Friday, June 22, 2007
Washington, DC—Consumers Union commended the U.S. Senate for passing an energy bill that will increase fuel efficiency standards for cars and trucks for the first time in decades, and make other important improvements.
“We applaud the Senate for responding to American consumers who are fed up with higher gas prices. They are alarmed over our increased dependence on foreign oil and the impact our current energy consumption is having on global climate change. This legislation will help the wallet and the environment,” said Sally Greenberg, Senior Counsel for Consumers Union, nonprofit publisher of Consumer Reports magazine.
The Senate bill also directs the Department of Transportation to develop a plan by 2015 that – if technologically and economically feasible – could have half the vehicles sold in the U.S. running on alternative fuels. This includes flex-fuel vehicles, hybrids and cars run from hydrogen fuel cells.
Last month, a Consumers Reports’ poll found nearly seven in 10 consumers would seek better fuel economy in their next automobile purchase. Households are spending about $1,000 more per year for gasoline than they were just five years ago, an 85 percent increase, according to a study released by the Consumer Federation of America and CU. Between January and May 2007, gasoline prices increased 80 cents, according to the study. The Senate measure is expected to also reduce greenhouse gas emissions by one billion tons.

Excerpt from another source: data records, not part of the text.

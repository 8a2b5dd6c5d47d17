//! Input pump feeding the app loop.
//!
//! A background task merges crossterm input with the `ui.tick_rate_ms` and
//! `ui.render_rate_ms` intervals from the config into one channel.

use std::time::Duration;

use crossterm::event::{Event as CrosstermEvent, EventStream, KeyEvent, KeyEventKind, MouseEvent};
use futures::StreamExt;
use tokio::sync::mpsc;
use tokio_util::sync::CancellationToken;

#[derive(Debug)]
pub enum Event {
    Key(KeyEvent),
    Mouse(MouseEvent),
    /// Terminal was resized to (cols, rows).
    Resize(u16, u16),
    /// Housekeeping tick (toast expiry).
    Tick,
    /// Redraw request.
    Render,
}

/// Handle on the input task; dropping it stops the task.
pub struct EventReader {
    rx: mpsc::UnboundedReceiver<Event>,
    cancel: CancellationToken,
}

impl EventReader {
    pub fn new(tick_rate: Duration, render_rate: Duration) -> Self {
        let (tx, rx) = mpsc::unbounded_channel();
        let cancel = CancellationToken::new();

        let task_cancel = cancel.clone();
        tokio::spawn(async move {
            let mut event_stream = EventStream::new();
            let mut tick_interval = tokio::time::interval(tick_rate);
            let mut render_interval = tokio::time::interval(render_rate);

            tick_interval.set_missed_tick_behavior(tokio::time::MissedTickBehavior::Skip);
            render_interval.set_missed_tick_behavior(tokio::time::MissedTickBehavior::Skip);

            loop {
                let event = tokio::select! {
                    () = task_cancel.cancelled() => break,

                    _ = tick_interval.tick() => Event::Tick,

                    _ = render_interval.tick() => Event::Render,

                    Some(Ok(raw)) = event_stream.next() => match translate(raw) {
                        Some(event) => event,
                        None => continue,
                    },
                };

                if tx.send(event).is_err() {
                    break;
                }
            }
        });

        Self { rx, cancel }
    }

    /// `None` once the input task has ended.
    pub async fn next(&mut self) -> Option<Event> {
        self.rx.recv().await
    }

    pub fn stop(&self) {
        self.cancel.cancel();
    }
}

/// Keep key presses, mouse and resize. Key releases and repeats (reported
/// by some terminals) would type every search character twice.
fn translate(raw: CrosstermEvent) -> Option<Event> {
    match raw {
        CrosstermEvent::Key(key) if key.kind == KeyEventKind::Press => Some(Event::Key(key)),
        CrosstermEvent::Mouse(mouse) => Some(Event::Mouse(mouse)),
        CrosstermEvent::Resize(w, h) => Some(Event::Resize(w, h)),
        _ => None,
    }
}

impl Drop for EventReader {
    fn drop(&mut self) {
        self.cancel.cancel();
    }
}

The Senate bill calls for an increase in the fuel economy of cars, pickups, SUVs and vans from an average of 25 miles per gallon (mpg) to an average of 35 mpg by the year 2020. Thereafter it requires the maximum feasible progress. This compromise proposal will not limit consumer choice or adversely impact safety; it will help save consumers money. According to a study by the National Academy of Science, an average of 35 miles per gallon for new vehicles is achievable with off-the-shelf technology and does not require any reduction in weight or safety.
With gasoline hovering between $2.50 and $3.00 a gallon on average, increased fuel economy will help pay for itself because the savings in gasoline expenditures will help offset the cost of a new, more fuel efficient vehicle. According to the Consumer Federation of America, increased efficiency standards can save consumers as much as $1,000 over the life of the vehicle.
“It is up to the U.S. House of Representatives now. We urge the House to boost energy efficiency standards so consumers can save money and get the cleaner environment they need and deserve,” said Greenberg.